Cathy Best is Wayne's top teacher
By Barry Merrill
NL Publisher
3 October 2007 — Cathy Best works to prepare her students at Rosewood High School to face what experts predict will be eight to 15 job changes during their working careers. That frightening degree of change compares with the amount of change she has faced during her 27 year teaching career.
Cathy has answered that challenge, not just trying to keep up, but with a level of excellence that has earned her selection as Wayne County’s Teacher of the Year.

Mrs. Best was selected after panel interviews, which helped narrow the selection process to Teachers of the Year at the three grade levels: elementary, middle and high school. The final selection from among the three finalists was announced at a banquet at the end of August at Goldsboro Country Club.
Cathy Hartley was born to Gilmore and Marie Hartley, who lived in the Neuse Islands. They later moved to the Goldsboro area, and Cathy graduated from Southern Wayne High School. While she did well in school, serving on the journalism staff and as a member of the Literary Club, Future Business Leaders of America was her chosen organization, as she was determined to be a stenographer.
After graduating in 1974, she went to work out of school for James Crone, CPA, as that stenographer, but within two years she realized that was not what she would be happy doing the rest of her life.
She found a job as a school secretary and teaching assistant, working with the youth at Cherry Hospital. She later began taking night classes at Mount Olive College to better prepare her for a teaching career.
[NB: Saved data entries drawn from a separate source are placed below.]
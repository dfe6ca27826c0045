//! Agent Communication Layer
//!
//! Runs several agents side by side and lets them talk. Every agent gets
//! a mailbox and a `SendMessage` tool; sending to a sleeping agent wakes
//! it on its own worker thread.
//!
//! # Example
//!
//! ```no_run
//! use agent_comms::{Agency, AgencyHooks};
//! use agent_llm::{Message, OpenAIProvider};
//! use agent_runtime::{Agent, AgentInfo, HookError};
//! use async_trait::async_trait;
//! use std::sync::Arc;
//! use std::time::Duration;
//!
//! struct Printer;
//!
//! #[async_trait]
//! impl AgencyHooks for Printer {
//!     async fn on_agent_message(&self, agent: &AgentInfo, message: &Message) -> Result<(), HookError> {
//!         println!("{}: {}", agent.name, message.content);
//!         Ok(())
//!     }
//! }
//!
//! fn main() -> Result<(), Box<dyn std::error::Error>> {
//!     let provider = Arc::new(OpenAIProvider::new("api-key")?);
//!     let alice = Agent::builder().name("Alice").shared_provider(provider.clone()).build()?;
//!     let bob = Agent::builder().name("Bob").shared_provider(provider).build()?;
//!
//!     let agency = Agency::builder().agents([alice, bob]).hooks(Printer).build()?;
//!     agency.run("Alice", Some("Say hello to Bob"))?;
//!     agency.wait_for_idle(Duration::from_secs(60));
//!     Ok(())
//! }
//! ```

pub mod coordinator;
pub mod error;
pub mod hooks;
pub mod mailbox;
pub mod message;
pub mod registry;
pub mod send_message;

// Re-exports
pub use coordinator::{Agency, AgencyBuilder, AgencyHandle};
pub use error::{CommsError, Result};
pub use hooks::{AgencyHooks, NoAgencyHooks};
pub use mailbox::Mailbox;
pub use message::AgentMessage;
pub use registry::AgentRegistry;
pub use send_message::{SendMessageTool, SEND_MESSAGE_TOOL};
She earned her associate’s degree from Mount Olive, and then took a leave of absence from her job at Cherry to go full time to Atlantic Christian College (now Barton) in Wilson to finish with a double major in business education and business administration.
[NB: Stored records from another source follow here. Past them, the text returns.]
//! JSON Schema descriptions of tool parameters
//!
//! A tool's parameters are a flat object of scalar properties
//! (`string`, `integer`, `number`, `boolean`). The schema is built once
//! when the tool is registered and is also what arguments coming back
//! from the model are checked against.

use serde::{Deserialize, Serialize};
use serde_json::{Map, Value};

use crate::ToolError;

/// JSON Schema for tool parameters
#[derive(Debug, Clone, PartialEq, Serialize, Deserialize)]
pub struct ToolSchema {
    /// Type (always "object" for tool parameters)
    #[serde(rename = "type")]
    pub schema_type: String,

    /// Properties of the object
    #[serde(default)]
    pub properties: Map<String, Value>,

    /// Required properties
    #[serde(default)]
    pub required: Vec<String>,

    /// Description of the schema
    #[serde(skip_serializing_if = "Option::is_none")]
    pub description: Option<String>,
}

impl ToolSchema {
    /// Create an empty object schema
    pub fn new() -> Self {
        Self {
            schema_type: "object".to_string(),
            properties: Map::new(),
            required: Vec::new(),
            description: None,
        }
    }

    /// Add a property
    pub fn with_property<S: Into<String>>(mut self, name: S, schema: Value) -> Self {
        self.properties.insert(name.into(), schema);
        self
    }

    /// Add a property and mark it required
    pub fn with_required_property<S: Into<String>>(mut self, name: S, schema: Value) -> Self {
        let name = name.into();
        self.required.push(name.clone());
        self.properties.insert(name, schema);
        self
    }

    /// Set description
    pub fn with_description<S: Into<String>>(mut self, description: S) -> Self {
        self.description = Some(description.into());
        self
    }

    /// Check model-supplied arguments against this schema
    ///
    /// Arguments must be a JSON object, every required property must be
    /// present, and every declared property must carry a value of its
    /// declared scalar type. Undeclared properties are ignored.
    pub fn validate(&self, tool: &str, arguments: &Value) -> Result<(), ToolError> {
        let args = arguments.as_object().ok_or_else(|| {
            ToolError::invalid_params(tool, format!("expected a JSON object, got {}", arguments))
        })?;

        for name in &self.required {
            if !args.contains_key(name) {
                return Err(ToolError::invalid_params(
                    tool,
                    format!("missing required argument '{}'", name),
                ));
            }
        }

        for (name, value) in args {
            let Some(declared) = self
                .properties
                .get(name)
                .and_then(|p| p.get("type"))
                .and_then(|t| t.as_str())
            else {
                continue;
            };

            if !value_matches(declared, value) {
                return Err(ToolError::invalid_params(
                    tool,
                    format!("argument '{}' must be of type {}, got {}", name, declared, value),
                ));
            }
        }

        Ok(())
    }
}

impl Default for ToolSchema {
    fn default() -> Self {
        Self::new()
    }
}

fn value_matches(declared: &str, value: &Value) -> bool {
    match declared {
        "string" => value.is_string(),
        "integer" => value.is_i64() || value.is_u64(),
        "number" => value.is_number(),
        "boolean" => value.is_boolean(),
        _ => true,
    }
}

/// Immutable description of a tool as presented to the model
#[derive(Debug, Clone, PartialEq, Serialize, Deserialize)]
pub struct ToolSpec {
    /// Name the model uses to call the tool
    pub name: String,
    /// What the tool does
    pub description: String,
    /// Parameter schema
    pub parameters: ToolSchema,
}

impl ToolSpec {
    /// Convert to OpenAI function format
    pub fn to_openai_function(&self) -> Value {
        serde_json::json!({
            "type": "function",
            "function": {
                "name": self.name,
                "description": self.description,
                "parameters": self.parameters,
            }
        })
    }
}

/// Helper to create a simple property schema
pub fn property(type_name: &str, description: &str) -> Value {
    serde_json::json!({
        "type": type_name,
        "description": description,
    })
}

#[cfg(test)]
mod tests {
    use super::*;
    use serde_json::json;

    fn bash_schema() -> ToolSchema {
        ToolSchema::new()
            .with_required_property("command", property("string", "The command"))
            .with_property("timeout", property("integer", "Seconds"))
            .with_property("verbose", property("boolean", "Chatty output"))
            .with_property("ratio", property("number", "Any number"))
    }

    #[test]
    fn test_schema_creation() {
        let schema = bash_schema().with_description("Test schema");

        assert_eq!(schema.schema_type, "object");
        assert_eq!(schema.properties.len(), 4);
        assert_eq!(schema.required, vec!["command".to_string()]);
    }

    #[test]
    fn test_validate_accepts_matching_arguments() {
        let schema = bash_schema();
        let args = json!({"command": "ls", "timeout": 5, "verbose": true, "ratio": 0.5});
        assert!(schema.validate("Bash", &args).is_ok());
    }

    #[test]
    fn test_integer_satisfies_number() {
        let schema = bash_schema();
        assert!(schema.validate("Bash", &json!({"command": "ls", "ratio": 2})).is_ok());
    }

    #[test]
    fn test_validate_missing_required() {
        let err = bash_schema().validate("Bash", &json!({})).unwrap_err();
        assert!(err.is_resolution());
        assert!(err.to_string().contains("missing required argument 'command'"));
    }

    #[test]
    fn test_validate_wrong_type() {
        let err = bash_schema()
            .validate("Bash", &json!({"command": "ls", "timeout": "soon"}))
            .unwrap_err();
        assert!(err.to_string().contains("'timeout' must be of type integer"));
    }

    #[test]
    fn test_validate_float_is_not_integer() {
        let result = bash_schema().validate("Bash", &json!({"command": "ls", "timeout": 1.5}));
        assert!(result.is_err());
    }

    #[test]
    fn test_validate_non_object() {
        let err = bash_schema()
            .validate("Bash", &Value::String("not json {".into()))
            .unwrap_err();
        assert!(err.to_string().contains("expected a JSON object"));
    }

    #[test]
    fn test_openai_format() {
        let spec = ToolSpec {
            name: "search".to_string(),
            description: "Search the web".to_string(),
            parameters: ToolSchema::new()
                .with_required_property("query", property("string", "Search query")),
        };

        let function = spec.to_openai_function();
        assert_eq!(function["type"], "function");
        assert_eq!(function["function"]["name"], "search");
        assert_eq!(function["function"]["parameters"]["required"][0], "query");
    }

    #[test]
    fn test_property_helper() {
        let prop = property("string", "A string field");
        assert_eq!(prop["type"], "string");
        assert_eq!(prop["description"], "A string field");
    }
}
As she reflects, she is very appreciative of the generous support, financial and otherwise, that the two schools offered her, particularly as an adult student going at night and as an older student at AC.
When she graduated in 1987, she was anxious to go to work at Wayne County Schools, but there were no teaching jobs available. For two years she worked as Special Populations Coordinator at Goldsboro Middle and Goldsboro High School. After two years, one of the business teachers at Rosewood moved to another school, and she has been there ever since.
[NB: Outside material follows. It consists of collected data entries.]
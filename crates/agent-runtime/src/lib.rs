//! Agent Runtime
//!
//! An [`Agent`] owns a history and a tool set and runs the agentic loop:
//! prompt the model, execute the tool calls it asks for, append the
//! results, and repeat until it answers with plain text.
//!
//! # Example
//!
//! ```no_run
//! use agent_llm::{Message, OpenAIProvider};
//! use agent_runtime::{Agent, NoHooks};
//! use agent_tools::{builtin::BashTool, ToolRegistry};
//!
//! #[tokio::main(flavor = "current_thread")]
//! async fn main() -> Result<(), Box<dyn std::error::Error>> {
//!     let tools = ToolRegistry::new();
//!     tools.register(BashTool)?;
//!
//!     let mut agent = Agent::builder()
//!         .name("Bob")
//!         .description("Has access to the computer.")
//!         .provider(OpenAIProvider::new("api-key")?)
//!         .tools(tools)
//!         .build()?;
//!
//!     agent.push_message(Message::user("What is the hostname?"));
//!     let response = agent.run(&NoHooks).await?;
//!     println!("{}", response);
//!
//!     Ok(())
//! }
//! ```

pub mod agent;
pub mod error;
pub mod hooks;
pub mod inbox;

// Re-exports
pub use agent::{Agent, AgentBuilder, AgentInfo, AgentStatus, LoopState};
pub use error::{AgentRuntimeError, HookError, Result};
pub use hooks::{NoHooks, RunHooks, ToolInvocation};
pub use inbox::{EmptyInbox, Inbox};
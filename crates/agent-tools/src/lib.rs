//! Tool Calling System
//!
//! Tools are named, schema-described invocables an agent's model may
//! request. The registry resolves a requested call by name, checks its
//! arguments against the schema captured at registration, and executes it.
//!
//! # Example
//!
//! ```
//! use agent_tools::{builtin::EchoTool, ToolRegistry};
//! use serde_json::json;
//!
//! #[tokio::main(flavor = "current_thread")]
//! async fn main() -> Result<(), Box<dyn std::error::Error>> {
//!     let registry = ToolRegistry::new();
//!     registry.register(EchoTool)?;
//!
//!     let arguments = json!({"text": "hi"});
//!     let tool = registry.resolve("echo", &arguments)?;
//!     let result = tool.execute(arguments).await?;
//!     assert_eq!(result.to_content(), "hi");
//!     Ok(())
//! }
//! ```

pub mod error;
pub mod registry;
pub mod schema;
pub mod tool;

// Built-in tools
pub mod builtin;

// Re-exports
pub use error::{Result, ToolError};
pub use registry::ToolRegistry;
pub use schema::{property, ToolSchema, ToolSpec};
pub use tool::{Tool, ToolResult};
“This was where I did my student teaching, and when I came here, I was teaching in the same room where I did my student teaching. I have been in that same room most of the time while I have been here.”
In 1989 business education was working with typewriters. Today it is working with the latest technology.
She compliments the school system for the technology that is available for her students. “We have Dell Computers with 17” flat screens, Microsoft Office XP with voice recognition software. We have what we need to teach students and teach them well.”
She remembers well the transition to computers. “I had to learn, too. I had to stay a few lessons ahead of the kids. But you want to keep up. Technology changes every week.”
In 1976, Cathy married Kirby Best, a farmer, and they still live in the Grantham area. He’s primarily a turkey farmer now. They have two children: Kelby, 25, who is handicapped and living at home, and Kelly, a 15 year old who is now at Rosewood High School.
Kelby goes to Skill Creation during the day, and Kelly comes to school with Cathy. “She is adjusting to being at school with mom,” Cathy says. “She likes the idea that she might drive me to school soon.”
Cathy says the Teacher of the Year selection was based significantly on creative teaching methods, philosophy of teaching and professional development. She has her National Board Certification, which she earned in 2000. She is also halfway through earning her master’s degree from East Carolina University.
One of the factors that may have helped Cathy was being hired six years ago as an on-line instructor for the state of Maryland’s Virtual High School. She accepted the position partially because it qualified local students for slots in the school.
She moves now to regional competition for Teacher of the Year, which will include nominees from 12 counties.
She earned a $5,000 world travel award for winning at the Wayne County level.
With the increasing importance of technology, Cathy has not only the traditional student who is looking to enter the work force on graduation, but many who expect to continue their education at community colleges and universities. She said she is excited by both bodies of students.
What really excites her is former students who are doing well in business. She recalls a trip to a physical therapist recently and one of her former students was heading the business office for the therapists.
She said four of her former students are anxiously awaiting her retirement, hoping to get her job at Rosewood. One other is currently teaching marketing at Southern Wayne, and another is teaching at Wayne Community College.
Cathy chairs the Career and Technical Education Department at Rosewood, which includes eight teachers. In addition to business education, they also teach Family and Consumer Science, Agriculture, Technology, and Health Occupations.
“We’ve had the highest test scores in the county for the past six years,” a testimony to the strength of the department, she says.
She says that they are teaching skills that help prepare for the challenges ahead. For college bound students, they help with research, presentations, and public speaking skills. For those going directly into the job market, critical thinking, data and time management, and teaching them how to learn, to help prepare them for the unknown.
“I’m in my 27th year of teaching. I would like to teach here at least until my daughter graduates.”
She isn’t currently teaching an online course, but will begin teaching for North Carolina’s virtual high school soon. The challenge of presenting the changing world of technology to an online audience may keep Cathy involved and evolving for many years to come.